Mathematics for Chemistry with Symbolic Computation
of which Part I treats mathematics for chemistry -- the mathematics that an instructor of courses in chemistry would hope and expect that his students might learn in courses typically taught by professors of mathematics, and Part II treats mathematics of chemistry -- the mathematical applications that an instructor of chemistry might include within a particular course on analytical chemistry (chemometrics), inorganic, organic, physical or theoretical chemistry. Part I comprises chapters of which the titles are
  • 0 Exemplary illustrations of use of Maple
  • 1 Numbers, symbols and elementary functions
  • 2 Plotting, geometry, trigonometry and functions
  • 3 Differentiation
  • 4 Integration
  • 5 Calculus with multiple independent variables
  • 6 Linear algebra
  • 7 Differential and integral equations
  • 8 Probability, statistics, regression and optimization
  • Part II includes chapters of which the titles are
  • 9 Chemical equilibrium
  • 10 Group theory
  • 11 Graph theory
  • 12a Introduction to quantum mechanics
  • 13a Introduction to optical molecular spectrometry
  • with further chapters in course of development and preparation.

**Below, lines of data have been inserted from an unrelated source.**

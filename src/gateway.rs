//! HTTP exchange capability the pipeline is written against.
//!
//! The pipeline never touches `reqwest` directly; it talks to an
//! [`HttpGateway`], which the retry-aware [`crate::client::RetryClient`]
//! implements for production and tests replace with canned responses.

use async_trait::async_trait;
use serde::de::DeserializeOwned;
use tokio_util::sync::CancellationToken;

use crate::error::{CrawlError, Result};

/// A response returned without any success-status assertion.
///
/// POST endpoints on the admissions API answer 2xx with error payloads,
/// so the caller inspects status and body itself.
#[derive(Debug, Clone)]
pub struct RawResponse {
    /// HTTP status code.
    pub status: u16,
    /// Response body as text.
    pub body: String,
}

impl RawResponse {
    /// Deserializes the body, mapping shape mismatches to
    /// [`CrawlError::MalformedPayload`].
    pub fn json<T: DeserializeOwned>(&self) -> Result<T> {
        serde_json::from_str(&self.body)
            .map_err(|e| CrawlError::MalformedPayload(e.to_string()))
    }
}

/// Capability for the three request kinds the crawl issues.
#[async_trait]
pub trait HttpGateway: Send + Sync {
    /// GET returning the response body as text; classified failures on
    /// gating statuses, error on any other non-success status.
    async fn fetch_text(&self, url: &str, cancel: &CancellationToken) -> Result<String>;

    /// GET with a JSON accept header, returning the parsed body.
    /// A body that is not valid JSON is a [`CrawlError::MalformedPayload`].
    async fn fetch_json(&self, url: &str, cancel: &CancellationToken)
        -> Result<serde_json::Value>;

    /// POST with form fields; returns the raw response without asserting
    /// a success status.
    async fn post_form(
        &self,
        url: &str,
        fields: &[(&str, String)],
        cancel: &CancellationToken,
    ) -> Result<RawResponse>;
}

#[cfg(test)]
mod tests {
    use super::*;
    use serde::Deserialize;

    #[derive(Debug, Deserialize)]
    struct FollowUp {
        url: Option<String>,
    }

    #[test]
    fn test_raw_response_json_ok() {
        let response = RawResponse {
            status: 200,
            body: r#"{"url":"https://example.com/rows"}"#.to_string(),
        };
        let parsed: FollowUp = response.json().unwrap();
        assert_eq!(parsed.url.as_deref(), Some("https://example.com/rows"));
    }

    #[test]
    fn test_raw_response_json_malformed() {
        let response = RawResponse {
            status: 200,
            body: "<html>not json</html>".to_string(),
        };
        let err = response.json::<FollowUp>().unwrap_err();
        assert!(matches!(err, CrawlError::MalformedPayload(_)));
    }
}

              Precisely measured spectra of small molecules conventionally yield accurate information about molecular structure and properties, particularly when both mechanical and extra-mechanical effects are taken into account.  Structural properties of molecules and chemical matter are naturally associated in the mind of a chemist with the nature of chemical binding.  As a result of my research and teaching from the earliest years, and particularly on attending inspiring lectures presented by H. C. Longuet-Higgins in Cambridge, I became aware of a disparity between common descriptions of chemical bonds and a rigorous mathematical basis of such descriptions.  Related ideas were eventually published in part in a famous paper in Journal of Chemical Education (volume 67, pages 280-289) with title

    The Nature of the Chemical Bond 1990
    and subtitle
    There is No Such Thing as an Orbital
    devoted mostly to aspects of covalent bonds, whereas aspects of ionic bonds are treated in a separate article published in 1996.  In an article
    Does the Nature of the Chemical Bond Matter?
    published in South African Journal of Science also in 1996, I discuss prospective deleterious effects in chemical education resulting from inadequate knowledge of mathematical basis of qualitative descriptions of chemical phenomena. A further major discussion of fundamental aspects of quantum mechanics and its relation to chemistry was published in Computational Spectroscopy (editor J. Grunenberg), chapter 1,
    Concepts in Computational Spectrometry -- The Quantum and Chemistry
    (Wiley-VCH, Weinheim Germany, 2010). Another book of which I was coeditor with J. C. A. Boeyens has title
    Models, Mysteries and the Magic of Molecules

              For several years I served as Technical Editor of Chinese Journal of Physics, because of my appreciation of grammar and composition in technical English, for which reason I was requested to offer a popular but demanding course in National Tsing Hua University.  Even before being appointed Coordinator of Metric Conversion in Memorial University of Newfoundland, I became conversant with the International System of Symbols, Units and Notation.  Although there is general agreement that printed scientific discourse must be both concise and precise, and that SI units provide a proper medium in which to express quantitative information, practice is sadly deficient in these respects, because literary and technical education of scientists in many countries is deficient.